Stored items:
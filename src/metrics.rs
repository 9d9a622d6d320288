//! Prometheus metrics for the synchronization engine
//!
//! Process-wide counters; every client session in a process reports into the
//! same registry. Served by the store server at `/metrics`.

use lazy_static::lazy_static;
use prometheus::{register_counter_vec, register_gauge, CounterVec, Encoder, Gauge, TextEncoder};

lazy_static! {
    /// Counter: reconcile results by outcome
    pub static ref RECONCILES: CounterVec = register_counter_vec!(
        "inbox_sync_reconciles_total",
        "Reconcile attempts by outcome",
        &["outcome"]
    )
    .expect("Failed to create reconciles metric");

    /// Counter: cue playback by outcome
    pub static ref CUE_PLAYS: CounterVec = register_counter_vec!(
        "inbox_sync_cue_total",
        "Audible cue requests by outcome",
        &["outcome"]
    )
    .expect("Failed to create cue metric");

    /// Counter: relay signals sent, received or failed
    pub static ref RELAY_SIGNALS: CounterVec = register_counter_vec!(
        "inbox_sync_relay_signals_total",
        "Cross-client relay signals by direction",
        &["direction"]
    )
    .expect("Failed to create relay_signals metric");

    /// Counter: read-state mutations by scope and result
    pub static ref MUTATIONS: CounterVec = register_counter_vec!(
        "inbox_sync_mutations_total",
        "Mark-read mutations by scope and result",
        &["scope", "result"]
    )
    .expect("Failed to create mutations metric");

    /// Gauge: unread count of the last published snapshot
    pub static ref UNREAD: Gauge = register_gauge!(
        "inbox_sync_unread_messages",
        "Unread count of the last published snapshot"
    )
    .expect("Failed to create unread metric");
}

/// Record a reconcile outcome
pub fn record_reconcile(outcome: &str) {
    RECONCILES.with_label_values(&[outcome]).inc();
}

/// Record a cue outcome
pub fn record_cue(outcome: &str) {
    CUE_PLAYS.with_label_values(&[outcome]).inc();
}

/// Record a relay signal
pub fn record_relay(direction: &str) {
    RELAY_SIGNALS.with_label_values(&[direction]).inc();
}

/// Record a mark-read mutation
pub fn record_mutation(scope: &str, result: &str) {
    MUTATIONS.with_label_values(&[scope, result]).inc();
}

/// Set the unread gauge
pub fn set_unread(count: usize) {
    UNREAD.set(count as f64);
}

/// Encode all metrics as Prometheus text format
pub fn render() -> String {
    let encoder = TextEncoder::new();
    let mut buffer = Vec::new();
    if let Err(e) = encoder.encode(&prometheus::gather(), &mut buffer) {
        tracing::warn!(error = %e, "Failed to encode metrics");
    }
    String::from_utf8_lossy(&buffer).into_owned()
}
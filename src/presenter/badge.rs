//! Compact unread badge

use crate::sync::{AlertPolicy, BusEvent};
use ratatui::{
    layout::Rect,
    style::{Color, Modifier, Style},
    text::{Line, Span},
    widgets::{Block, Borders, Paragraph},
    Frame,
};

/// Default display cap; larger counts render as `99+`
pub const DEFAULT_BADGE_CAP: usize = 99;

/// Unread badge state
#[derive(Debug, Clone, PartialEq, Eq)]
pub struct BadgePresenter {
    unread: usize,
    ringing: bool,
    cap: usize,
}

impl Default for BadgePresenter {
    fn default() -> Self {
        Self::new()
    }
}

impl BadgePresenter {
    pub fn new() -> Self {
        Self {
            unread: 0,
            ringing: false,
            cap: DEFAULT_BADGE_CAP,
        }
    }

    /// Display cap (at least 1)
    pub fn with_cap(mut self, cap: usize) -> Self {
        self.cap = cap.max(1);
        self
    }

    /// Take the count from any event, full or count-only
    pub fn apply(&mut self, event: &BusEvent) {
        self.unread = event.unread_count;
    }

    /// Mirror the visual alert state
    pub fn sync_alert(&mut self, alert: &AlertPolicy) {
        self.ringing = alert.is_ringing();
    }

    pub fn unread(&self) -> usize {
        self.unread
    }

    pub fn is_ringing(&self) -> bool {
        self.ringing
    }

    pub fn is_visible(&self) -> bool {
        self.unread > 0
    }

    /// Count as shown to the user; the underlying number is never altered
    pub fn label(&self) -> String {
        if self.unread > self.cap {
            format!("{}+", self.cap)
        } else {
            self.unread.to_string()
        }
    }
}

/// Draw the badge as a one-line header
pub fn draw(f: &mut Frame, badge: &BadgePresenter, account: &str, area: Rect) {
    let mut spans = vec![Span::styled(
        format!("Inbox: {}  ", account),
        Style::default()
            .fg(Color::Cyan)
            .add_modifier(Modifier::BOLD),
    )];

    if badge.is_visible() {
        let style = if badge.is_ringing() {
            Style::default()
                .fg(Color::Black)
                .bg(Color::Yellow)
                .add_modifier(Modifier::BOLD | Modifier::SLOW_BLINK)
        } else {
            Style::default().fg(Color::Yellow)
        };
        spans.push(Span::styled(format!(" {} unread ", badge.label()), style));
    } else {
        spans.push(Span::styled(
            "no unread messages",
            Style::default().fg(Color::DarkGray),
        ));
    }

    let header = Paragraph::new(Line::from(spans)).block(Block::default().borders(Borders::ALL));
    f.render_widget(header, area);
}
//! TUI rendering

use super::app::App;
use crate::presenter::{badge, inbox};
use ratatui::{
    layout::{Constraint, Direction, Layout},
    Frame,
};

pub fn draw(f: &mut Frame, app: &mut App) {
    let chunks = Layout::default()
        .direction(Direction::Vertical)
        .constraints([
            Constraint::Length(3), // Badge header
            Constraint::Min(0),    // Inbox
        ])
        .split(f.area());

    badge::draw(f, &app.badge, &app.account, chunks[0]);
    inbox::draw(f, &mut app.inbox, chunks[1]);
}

_EXERCISE AIM:_
Scan the lines above, and whenever one holds the string "chunks", copy it.

_RESPONSE AREA:_
    let chunks = Layout::default()
    badge::draw(f, &app.badge, &app.account, chunks[0]);
    inbox::draw(f, &mut app.inbox, chunks[1]);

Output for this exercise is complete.